El compromiso de los católicos a la dignidad de los inmigrantes proviene de exactamente las mismas raíces que nuestro compromiso con la dignidad del niño aún no nacido. Cualquier católico que verdaderamente entiende su fe sabe que el derecho a la vida precede y crea la base para todos los demás derechos humanos. No hay manera de evitar la prioridad de ese derecho fundamental a la vida. Pero ser «provida» también significa que tenemos que hacer leyes y políticas sociales que atienden a las personas ya nacidas que nadie va a defender.
Alrededor de Estados Unidos en estos momentos, empleamos una subclase permanente de seres humanos que construyen nuestras carreteras, recogen nuestras frutas, limpian nuestras habitaciones en los hoteles, y cuidan de nuestros jardines.
La mayoría de estos hombres y mujeres, al igual que millones de inmigrantes antes que ellos, respetan nuestras leyes y simplemente desean una vida mejor para sus familias. Muchos tienen hijos que son ciudadanos estadounidenses, o que han estado en Estados Unidos tanto tiempo que no conocen ninguna otra patria; pero viven en un limbo legal. Son importantes para nuestra economía, pero no cuentan con suficientes protecciones legales, y en los últimos años muchas familias han sido separadas debido a las detenciones y las deportaciones.
Tenemos que recordar que la forma en que tratamos a los débiles, a los enfermos, a los ancianos, a los niños no nacidos y al extranjero se refleja en nuestra propia humanidad. Nos convertimos en lo que hacemos, para bien o para mal. La Iglesia católica respeta la ley, incluyendo la ley de inmigración. Respetamos a los hombres y mujeres que tienen la difícil tarea de hacerla cumplir. No alentamos o asistimos a nadie a violar la ley. Creemos que los estadounidenses tienen derecho a instituciones públicas solventes, fronteras seguras y una regulación ordenada de la inmigración.
Al mismo tiempo, no podemos ignorar a las personas en necesidad, y no debemos permanecer en silencio acerca de las leyes que no funcionan ─o que, en su «aplicación», crean contradicciones imposibles y sufrimientos. A pesar de toda la acalorada discusión pública durante la última década, los estadounidenses todavía se encuentran atrapados en un sistema de inmigración que no sirve a nadie adecuadamente.

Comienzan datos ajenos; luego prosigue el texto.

//! Sweep surfaces: a centerline extruded through a direction field into a
//! row/column grid, with optional triangulation and Laplacian smoothing.

use crate::centerline::Centerline;
use crate::error::InputError;
use crate::frames::DirectionField;
use crate::geometry::{Point3D, Vector3D};

use rayon::prelude::*;
use serde::{Deserialize, Serialize};
use std::collections::{BTreeMap, BTreeSet};

#[derive(Debug, Clone, PartialEq)]
pub enum Cells {
    Quads(Vec<[usize; 4]>),
    Triangles(Vec<[usize; 3]>),
}

/// Row-major point grid with mesh connectivity.
///
/// Point `(row, col)` lives at index `row * cols + col`.
#[derive(Debug, Clone, PartialEq)]
pub struct Surface {
    rows: usize,
    cols: usize,
    points: Vec<Point3D>,
    cells: Cells,
}

/// Column placement for a sweep
#[derive(Debug, Clone, Copy, PartialEq)]
pub struct SweepLayout {
    pub cols: usize,
    pub spacing: f64,
    /// Columns run from `-cols/2` instead of 0
    pub centered: bool,
}

impl SweepLayout {
    /// Columns start on the centerline and run `distance` along the field
    pub fn one_sided(distance: f64, cols: usize) -> Self {
        Self {
            cols,
            spacing: distance / cols as f64,
            centered: false,
        }
    }

    /// Columns span `width`, centered on the centerline
    pub fn centered(width: f64, cols: usize) -> Self {
        Self {
            cols,
            spacing: width / cols as f64,
            centered: true,
        }
    }

    /// Signed distance of column `col` from the centerline
    pub fn offset(&self, col: usize) -> f64 {
        let index = if self.centered {
            col as f64 - (self.cols / 2) as f64
        } else {
            col as f64
        };
        index * self.spacing
    }
}

/// Laplacian smoothing parameters
#[derive(Debug, Clone, Copy, PartialEq, Serialize, Deserialize)]
#[serde(default)]
pub struct SmoothingOptions {
    pub iterations: usize,
    pub relaxation_factor: f64,
    /// Relax boundary vertices along the boundary
    pub boundary_smoothing: bool,
    /// Detect sharp interior edges and relax their vertices only along them
    pub feature_edge_smoothing: bool,
    /// Dihedral angle in degrees above which an interior edge is sharp
    pub feature_angle: f64,
    /// Boundary bend in degrees above which a boundary vertex is pinned
    pub edge_angle: f64,
    /// Stop when the largest move is below this fraction of the diagonal
    pub convergence: f64,
}

impl Default for SmoothingOptions {
    fn default() -> Self {
        Self {
            iterations: 1000,
            relaxation_factor: 0.1,
            boundary_smoothing: true,
            feature_edge_smoothing: false,
            feature_angle: 45.0,
            edge_angle: 15.0,
            convergence: 0.0,
        }
    }
}

impl Surface {
    pub fn from_grid(rows: usize, cols: usize, points: Vec<Point3D>) -> Self {
        debug_assert_eq!(points.len(), rows * cols);
        Self {
            rows,
            cols,
            points,
            cells: Cells::Quads(grid_quads(rows, cols)),
        }
    }

    /// Extrude `centerline` through `field`.
    ///
    /// Point `(r, c)` is `centerline[r] + field(r) * layout.offset(c)`.
    pub fn sweep(
        centerline: &Centerline,
        field: &DirectionField,
        layout: SweepLayout,
    ) -> Result<Self, InputError> {
        let rows = centerline.len();
        if let Some(found) = field.len().filter(|&found| found != rows) {
            return Err(InputError::DirectionFieldLength {
                expected: 3 * rows,
                found: 3 * found,
            });
        }

        let points = centerline
            .points()
            .iter()
            .enumerate()
            .flat_map(|(row, origin)| {
                let direction = field.at(row);
                (0..layout.cols).map(move |col| origin + direction * layout.offset(col))
            })
            .collect();
        log::debug!("Sweep surface {} x {}", rows, layout.cols);

        Ok(Self::from_grid(rows, layout.cols, points))
    }

    pub fn rows(&self) -> usize {
        self.rows
    }

    pub fn cols(&self) -> usize {
        self.cols
    }

    pub fn points(&self) -> &[Point3D] {
        &self.points
    }

    pub fn cells(&self) -> &Cells {
        &self.cells
    }

    pub fn point(&self, row: usize, col: usize) -> Point3D {
        self.points[row * self.cols + col]
    }

    pub fn num_points(&self) -> usize {
        self.points.len()
    }

    /// Copy of this surface moved by `offset`
    pub fn translate(&self, offset: &Vector3D) -> Self {
        Self {
            rows: self.rows,
            cols: self.cols,
            points: self.points.iter().map(|p| p + offset).collect(),
            cells: self.cells.clone(),
        }
    }

    /// Split every quad `(a, b, c, d)` into `(a, b, c)` and `(a, c, d)`
    pub fn triangulate(&self) -> Self {
        let cells = match &self.cells {
            Cells::Quads(quads) => Cells::Triangles(
                quads
                    .iter()
                    .flat_map(|&[a, b, c, d]| [[a, b, c], [a, c, d]])
                    .collect(),
            ),
            Cells::Triangles(triangles) => Cells::Triangles(triangles.clone()),
        };
        Self {
            rows: self.rows,
            cols: self.cols,
            points: self.points.clone(),
            cells,
        }
    }

    /// Iterative Laplacian relaxation, returns the relaxed surface
    pub fn smooth(&self, options: &SmoothingOptions) -> Self {
        let topology = Topology::build(self, options);
        let diagonal = self.bounding_diagonal();
        let threshold = options.convergence * diagonal;

        let mut current = self.points.clone();
        let mut performed = 0;
        for _ in 0..options.iterations {
            let next: Vec<Point3D> = current
                .par_iter()
                .enumerate()
                .map(|(i, point)| {
                    let neighbours = &topology.smoothing_neighbours[i];
                    if neighbours.is_empty() {
                        return *point;
                    }
                    let mean = neighbours
                        .iter()
                        .fold(Vector3D::zeros(), |acc, &n| acc + current[n].coords)
                        / neighbours.len() as f64;
                    point + (mean - point.coords) * options.relaxation_factor
                })
                .collect();

            let max_move = next
                .par_iter()
                .zip(current.par_iter())
                .map(|(a, b)| (a - b).norm())
                .reduce(|| 0.0, f64::max);
            current = next;
            performed += 1;
            if max_move <= threshold {
                break;
            }
        }
        log::debug!(
            "Smoothed {} points in {} iterations ({} pinned)",
            current.len(),
            performed,
            topology.pinned
        );

        Self {
            rows: self.rows,
            cols: self.cols,
            points: current,
            cells: self.cells.clone(),
        }
    }

    fn bounding_diagonal(&self) -> f64 {
        let Some(first) = self.points.first() else {
            return 0.0;
        };
        let (lo, hi) = self
            .points
            .iter()
            .fold((first.coords, first.coords), |(lo, hi), p| {
                (lo.inf(&p.coords), hi.sup(&p.coords))
            });
        (hi - lo).norm()
    }

    fn cell_indices(&self) -> Vec<Vec<usize>> {
        match &self.cells {
            Cells::Quads(quads) => quads.iter().map(|q| q.to_vec()).collect(),
            Cells::Triangles(triangles) => triangles.iter().map(|t| t.to_vec()).collect(),
        }
    }
}

fn grid_quads(rows: usize, cols: usize) -> Vec<[usize; 4]> {
    let mut quads = Vec::with_capacity(rows.saturating_sub(1) * cols.saturating_sub(1));
    for row in 0..rows.saturating_sub(1) {
        for col in 0..cols.saturating_sub(1) {
            let p0 = col + row * cols;
            quads.push([p0, p0 + 1, p0 + cols + 1, p0 + cols]);
        }
    }
    quads
}

/// Per-vertex neighbour lists used by the smoother
struct Topology {
    smoothing_neighbours: Vec<Vec<usize>>,
    pinned: usize,
}

impl Topology {
    fn build(surface: &Surface, options: &SmoothingOptions) -> Self {
        let n = surface.points.len();
        let cells = surface.cell_indices();

        // edge -> incident cells
        let mut edge_cells: BTreeMap<(usize, usize), Vec<usize>> = BTreeMap::new();
        for (cell_id, cell) in cells.iter().enumerate() {
            for k in 0..cell.len() {
                let (a, b) = (cell[k], cell[(k + 1) % cell.len()]);
                edge_cells.entry((a.min(b), a.max(b))).or_default().push(cell_id);
            }
        }

        let normals: Vec<Vector3D> = cells
            .iter()
            .map(|cell| cell_normal(&surface.points, cell))
            .collect();
        let cos_feature = options.feature_angle.to_radians().cos();

        let mut all: Vec<BTreeSet<usize>> = vec![BTreeSet::new(); n];
        let mut special: Vec<BTreeSet<usize>> = vec![BTreeSet::new(); n];
        let mut on_boundary = vec![false; n];
        for (&(a, b), incident) in &edge_cells {
            all[a].insert(b);
            all[b].insert(a);
            let boundary = incident.len() == 1;
            let feature = options.feature_edge_smoothing
                && incident.len() == 2
                && normals[incident[0]].dot(&normals[incident[1]]) < cos_feature;
            if boundary {
                on_boundary[a] = true;
                on_boundary[b] = true;
            }
            if boundary || feature {
                special[a].insert(b);
                special[b].insert(a);
            }
        }

        let cos_edge = options.edge_angle.to_radians().cos();
        let mut pinned = 0;
        let smoothing_neighbours = (0..n)
            .map(|i| {
                let edges: Vec<usize> = special[i].iter().copied().collect();
                match edges.as_slice() {
                    [] => all[i].iter().copied().collect(),
                    _ if on_boundary[i] && !options.boundary_smoothing => {
                        pinned += 1;
                        Vec::new()
                    }
                    [a, b] => {
                        let p = surface.points[i];
                        let ea = surface.points[*a] - p;
                        let eb = p - surface.points[*b];
                        let straight = match (ea.try_normalize(0.0), eb.try_normalize(0.0)) {
                            (Some(ea), Some(eb)) => ea.dot(&eb) >= cos_edge,
                            _ => false,
                        };
                        if straight {
                            vec![*a, *b]
                        } else {
                            pinned += 1;
                            Vec::new()
                        }
                    }
                    _ => {
                        pinned += 1;
                        Vec::new()
                    }
                }
            })
            .collect();

        Self {
            smoothing_neighbours,
            pinned,
        }
    }
}

fn cell_normal(points: &[Point3D], cell: &[usize]) -> Vector3D {
    let p0 = points[cell[0]];
    let mut normal = Vector3D::zeros();
    for k in 1..cell.len() - 1 {
        normal += (points[cell[k]] - p0).cross(&(points[cell[k + 1]] - p0));
    }
    normal.try_normalize(0.0).unwrap_or_else(Vector3D::zeros)
}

Necesitamos urgentemente el tipo de reforma migratoria que se ocupará de nuestras necesidades económicas y de la seguridad, pero que también regularice la situación de los muchos inmigrantes indocumentados decentes que ayudan a que nuestra sociedad crezca. El Congreso y el presidente, a pesar de sus serias diferencias, tienen una oportunidad en los próximos meses de actuar justamente para resolver este problema. La legislación podría comenzar a moverse en el Congreso ya en esta primavera.
Los obispos de Estados Unidos han sugerido al menos cinco elementos claves necesarios para cualquier reforma seria: (1) un camino hacia la ciudadanía para los indocumentados, (2) la preservación y mejora de la unidad familiar, basada en la unión de esposo y esposa y sus hijos, (3) la creación de canales legales para los trabajadores no cualificados para entrar y trabajar legalmente en este país, (4) el derecho al juicio justo para los inmigrantes, y (5) la atención constructiva a las causas profundas de la migración, como son las dificultades económica, la represión política o la persecución religiosa en los países de origen
No menos de 11 millones de personas indocumentadas ahora viven y trabajan en nuestra nación; no podemos evitar verlos. Los católicos de buena voluntad pueden discrepar legítimamente en el mejor modo de alcanzar justicia en la inmigración. En una edad de terrorismo y violencia organizada a consecuencia de las drogas, la seguridad pública es una apremiante y comprensible preocupación.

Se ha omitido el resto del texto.